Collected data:
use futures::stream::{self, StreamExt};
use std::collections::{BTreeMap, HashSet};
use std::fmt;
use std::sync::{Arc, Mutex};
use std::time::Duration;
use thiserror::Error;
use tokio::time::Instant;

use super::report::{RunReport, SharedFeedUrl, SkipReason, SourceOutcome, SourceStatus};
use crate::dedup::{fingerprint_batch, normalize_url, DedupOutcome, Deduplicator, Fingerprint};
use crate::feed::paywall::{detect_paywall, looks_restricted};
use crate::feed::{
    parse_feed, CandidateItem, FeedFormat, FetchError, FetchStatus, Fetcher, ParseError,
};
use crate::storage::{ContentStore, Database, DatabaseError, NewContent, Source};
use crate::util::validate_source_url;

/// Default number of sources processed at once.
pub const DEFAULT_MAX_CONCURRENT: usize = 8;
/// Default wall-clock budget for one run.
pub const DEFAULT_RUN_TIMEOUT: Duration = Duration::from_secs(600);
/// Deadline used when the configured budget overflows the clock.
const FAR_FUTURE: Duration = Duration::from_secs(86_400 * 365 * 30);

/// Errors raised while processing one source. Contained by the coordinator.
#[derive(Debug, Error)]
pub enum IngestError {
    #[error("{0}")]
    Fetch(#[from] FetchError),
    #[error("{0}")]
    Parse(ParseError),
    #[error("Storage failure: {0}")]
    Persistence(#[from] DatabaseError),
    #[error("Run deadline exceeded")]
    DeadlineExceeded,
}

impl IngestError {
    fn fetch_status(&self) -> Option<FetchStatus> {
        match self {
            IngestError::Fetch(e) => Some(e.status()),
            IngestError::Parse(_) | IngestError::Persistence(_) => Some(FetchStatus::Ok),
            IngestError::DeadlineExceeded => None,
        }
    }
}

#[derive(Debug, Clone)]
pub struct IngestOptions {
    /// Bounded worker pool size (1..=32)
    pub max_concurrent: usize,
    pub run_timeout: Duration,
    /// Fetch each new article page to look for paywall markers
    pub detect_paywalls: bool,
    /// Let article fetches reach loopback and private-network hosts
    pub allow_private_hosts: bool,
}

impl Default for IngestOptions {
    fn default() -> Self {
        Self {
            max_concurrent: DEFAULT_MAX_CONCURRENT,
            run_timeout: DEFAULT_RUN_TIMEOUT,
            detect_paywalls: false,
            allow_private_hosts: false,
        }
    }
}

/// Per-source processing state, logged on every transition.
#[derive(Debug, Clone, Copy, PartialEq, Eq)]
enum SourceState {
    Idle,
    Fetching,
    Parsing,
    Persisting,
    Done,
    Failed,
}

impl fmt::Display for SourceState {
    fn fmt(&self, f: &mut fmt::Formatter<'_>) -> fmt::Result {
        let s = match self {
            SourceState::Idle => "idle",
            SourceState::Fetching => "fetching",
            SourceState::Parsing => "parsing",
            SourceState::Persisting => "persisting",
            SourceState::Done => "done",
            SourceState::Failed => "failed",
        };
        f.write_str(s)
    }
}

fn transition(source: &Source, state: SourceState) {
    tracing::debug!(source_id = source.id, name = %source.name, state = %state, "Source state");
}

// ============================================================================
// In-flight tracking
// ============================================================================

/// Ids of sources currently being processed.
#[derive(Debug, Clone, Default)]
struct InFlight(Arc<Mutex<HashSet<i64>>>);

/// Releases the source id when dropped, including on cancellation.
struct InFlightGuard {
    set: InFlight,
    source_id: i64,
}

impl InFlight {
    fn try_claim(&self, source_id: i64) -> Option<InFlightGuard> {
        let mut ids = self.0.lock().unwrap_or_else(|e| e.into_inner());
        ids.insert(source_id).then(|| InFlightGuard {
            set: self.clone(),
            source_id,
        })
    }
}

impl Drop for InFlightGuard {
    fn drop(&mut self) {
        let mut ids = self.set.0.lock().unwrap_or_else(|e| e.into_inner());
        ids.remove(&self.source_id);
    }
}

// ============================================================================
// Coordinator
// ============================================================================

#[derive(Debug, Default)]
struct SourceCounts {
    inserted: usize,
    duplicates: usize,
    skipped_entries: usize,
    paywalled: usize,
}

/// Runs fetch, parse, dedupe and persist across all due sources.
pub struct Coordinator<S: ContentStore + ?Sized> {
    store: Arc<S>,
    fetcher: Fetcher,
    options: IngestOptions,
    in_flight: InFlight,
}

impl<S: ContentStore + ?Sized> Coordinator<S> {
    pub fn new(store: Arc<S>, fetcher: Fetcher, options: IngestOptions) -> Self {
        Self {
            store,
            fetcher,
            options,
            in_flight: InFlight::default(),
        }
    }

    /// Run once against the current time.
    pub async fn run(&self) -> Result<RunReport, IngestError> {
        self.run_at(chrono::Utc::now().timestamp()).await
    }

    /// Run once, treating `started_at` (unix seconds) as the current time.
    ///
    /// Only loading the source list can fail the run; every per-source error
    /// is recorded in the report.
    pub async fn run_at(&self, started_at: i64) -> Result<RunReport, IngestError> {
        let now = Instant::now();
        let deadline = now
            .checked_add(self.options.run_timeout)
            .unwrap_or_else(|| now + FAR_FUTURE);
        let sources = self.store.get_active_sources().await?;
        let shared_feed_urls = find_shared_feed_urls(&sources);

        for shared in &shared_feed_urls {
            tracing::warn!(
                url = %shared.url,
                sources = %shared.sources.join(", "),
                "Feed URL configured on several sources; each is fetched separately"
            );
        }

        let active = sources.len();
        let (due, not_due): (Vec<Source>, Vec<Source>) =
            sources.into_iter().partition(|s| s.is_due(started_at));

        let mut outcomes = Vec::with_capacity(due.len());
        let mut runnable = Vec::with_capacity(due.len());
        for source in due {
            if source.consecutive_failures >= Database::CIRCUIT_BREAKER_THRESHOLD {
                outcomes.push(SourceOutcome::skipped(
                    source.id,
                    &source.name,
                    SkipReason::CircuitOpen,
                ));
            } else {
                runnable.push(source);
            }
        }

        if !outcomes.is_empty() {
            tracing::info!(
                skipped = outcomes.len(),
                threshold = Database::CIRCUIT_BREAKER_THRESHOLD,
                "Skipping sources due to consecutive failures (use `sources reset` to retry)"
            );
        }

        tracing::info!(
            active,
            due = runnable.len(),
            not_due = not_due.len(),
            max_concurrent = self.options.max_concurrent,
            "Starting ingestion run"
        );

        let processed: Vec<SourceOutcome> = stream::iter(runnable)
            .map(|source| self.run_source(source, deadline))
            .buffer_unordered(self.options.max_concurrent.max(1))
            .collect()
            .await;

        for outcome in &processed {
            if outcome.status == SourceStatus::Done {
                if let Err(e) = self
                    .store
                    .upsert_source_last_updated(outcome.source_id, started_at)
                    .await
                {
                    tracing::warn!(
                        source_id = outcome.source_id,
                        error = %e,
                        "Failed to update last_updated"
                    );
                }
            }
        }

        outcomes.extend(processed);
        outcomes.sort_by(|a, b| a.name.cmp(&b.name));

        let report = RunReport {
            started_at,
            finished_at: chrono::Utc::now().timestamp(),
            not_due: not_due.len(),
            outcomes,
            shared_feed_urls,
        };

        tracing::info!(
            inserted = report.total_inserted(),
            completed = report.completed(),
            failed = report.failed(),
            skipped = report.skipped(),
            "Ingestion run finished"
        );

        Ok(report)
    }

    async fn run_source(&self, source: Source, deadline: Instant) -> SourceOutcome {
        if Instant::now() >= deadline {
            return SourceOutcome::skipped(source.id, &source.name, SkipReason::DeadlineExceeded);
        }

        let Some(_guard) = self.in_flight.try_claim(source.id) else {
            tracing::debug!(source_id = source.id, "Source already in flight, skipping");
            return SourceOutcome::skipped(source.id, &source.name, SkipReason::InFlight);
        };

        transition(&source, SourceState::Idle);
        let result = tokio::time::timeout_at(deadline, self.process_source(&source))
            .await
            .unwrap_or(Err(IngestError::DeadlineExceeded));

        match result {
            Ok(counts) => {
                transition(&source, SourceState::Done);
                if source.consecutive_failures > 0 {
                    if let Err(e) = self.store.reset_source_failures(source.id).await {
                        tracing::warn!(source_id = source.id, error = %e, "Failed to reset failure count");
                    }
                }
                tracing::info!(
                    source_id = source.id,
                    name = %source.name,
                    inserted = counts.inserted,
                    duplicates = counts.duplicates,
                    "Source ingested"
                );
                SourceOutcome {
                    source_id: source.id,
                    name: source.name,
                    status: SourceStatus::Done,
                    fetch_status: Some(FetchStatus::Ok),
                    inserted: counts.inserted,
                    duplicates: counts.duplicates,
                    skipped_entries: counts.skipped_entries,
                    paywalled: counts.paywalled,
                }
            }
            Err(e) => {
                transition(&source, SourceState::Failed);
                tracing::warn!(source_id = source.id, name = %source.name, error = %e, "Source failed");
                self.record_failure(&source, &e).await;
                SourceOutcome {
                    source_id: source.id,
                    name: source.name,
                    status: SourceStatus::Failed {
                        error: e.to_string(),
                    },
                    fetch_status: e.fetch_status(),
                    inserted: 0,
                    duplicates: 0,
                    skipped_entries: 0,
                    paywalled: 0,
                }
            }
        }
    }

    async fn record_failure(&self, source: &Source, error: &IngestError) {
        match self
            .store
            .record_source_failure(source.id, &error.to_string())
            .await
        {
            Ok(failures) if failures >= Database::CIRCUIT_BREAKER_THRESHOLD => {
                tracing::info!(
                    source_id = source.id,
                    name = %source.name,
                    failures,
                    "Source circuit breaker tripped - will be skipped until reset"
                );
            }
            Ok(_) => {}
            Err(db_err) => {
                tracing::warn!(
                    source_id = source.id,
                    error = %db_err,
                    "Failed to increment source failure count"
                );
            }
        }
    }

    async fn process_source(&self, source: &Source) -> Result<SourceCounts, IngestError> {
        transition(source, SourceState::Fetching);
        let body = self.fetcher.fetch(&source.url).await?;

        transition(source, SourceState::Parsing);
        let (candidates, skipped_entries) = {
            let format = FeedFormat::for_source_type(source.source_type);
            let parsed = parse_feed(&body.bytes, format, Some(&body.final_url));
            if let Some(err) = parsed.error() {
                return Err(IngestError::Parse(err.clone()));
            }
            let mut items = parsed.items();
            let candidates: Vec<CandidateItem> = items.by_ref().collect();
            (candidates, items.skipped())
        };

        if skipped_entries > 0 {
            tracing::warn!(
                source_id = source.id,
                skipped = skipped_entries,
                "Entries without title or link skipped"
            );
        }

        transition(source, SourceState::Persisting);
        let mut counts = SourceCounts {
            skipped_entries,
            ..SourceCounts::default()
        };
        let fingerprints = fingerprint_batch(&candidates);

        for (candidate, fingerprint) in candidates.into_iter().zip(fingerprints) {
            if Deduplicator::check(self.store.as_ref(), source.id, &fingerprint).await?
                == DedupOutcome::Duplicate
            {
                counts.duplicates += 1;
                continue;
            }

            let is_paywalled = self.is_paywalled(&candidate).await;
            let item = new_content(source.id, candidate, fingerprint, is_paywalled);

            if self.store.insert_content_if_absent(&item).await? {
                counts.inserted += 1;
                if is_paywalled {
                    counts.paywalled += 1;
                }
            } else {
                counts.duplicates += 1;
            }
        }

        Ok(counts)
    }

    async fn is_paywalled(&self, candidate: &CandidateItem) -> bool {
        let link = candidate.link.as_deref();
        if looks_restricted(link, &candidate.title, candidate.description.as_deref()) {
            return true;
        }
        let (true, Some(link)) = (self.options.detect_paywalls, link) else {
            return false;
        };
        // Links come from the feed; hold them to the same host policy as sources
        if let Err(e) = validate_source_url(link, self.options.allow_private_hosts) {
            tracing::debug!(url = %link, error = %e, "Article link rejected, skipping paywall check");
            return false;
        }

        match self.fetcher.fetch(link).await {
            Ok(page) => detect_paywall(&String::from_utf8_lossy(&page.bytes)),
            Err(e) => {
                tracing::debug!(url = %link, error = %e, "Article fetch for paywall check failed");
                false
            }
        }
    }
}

The problem → Which lines run from the one containing "let is_paywalled = self.is_paywalled(&candidate).await;" to the end of the entries above? Quote exactly those, and only those.

Result below →
            let is_paywalled = self.is_paywalled(&candidate).await;
            let item = new_content(source.id, candidate, fingerprint, is_paywalled);

            if self.store.insert_content_if_absent(&item).await? {
                counts.inserted += 1;
                if is_paywalled {
                    counts.paywalled += 1;
                }
            } else {
                counts.duplicates += 1;
            }
        }

        Ok(counts)
    }

    async fn is_paywalled(&self, candidate: &CandidateItem) -> bool {
        let link = candidate.link.as_deref();
        if looks_restricted(link, &candidate.title, candidate.description.as_deref()) {
            return true;
        }
        let (true, Some(link)) = (self.options.detect_paywalls, link) else {
            return false;
        };
        // Links come from the feed; hold them to the same host policy as sources
        if let Err(e) = validate_source_url(link, self.options.allow_private_hosts) {
            tracing::debug!(url = %link, error = %e, "Article link rejected, skipping paywall check");
            return false;
        }

        match self.fetcher.fetch(link).await {
            Ok(page) => detect_paywall(&String::from_utf8_lossy(&page.bytes)),
            Err(e) => {
                tracing::debug!(url = %link, error = %e, "Article fetch for paywall check failed");
                false
            }
        }
    }
}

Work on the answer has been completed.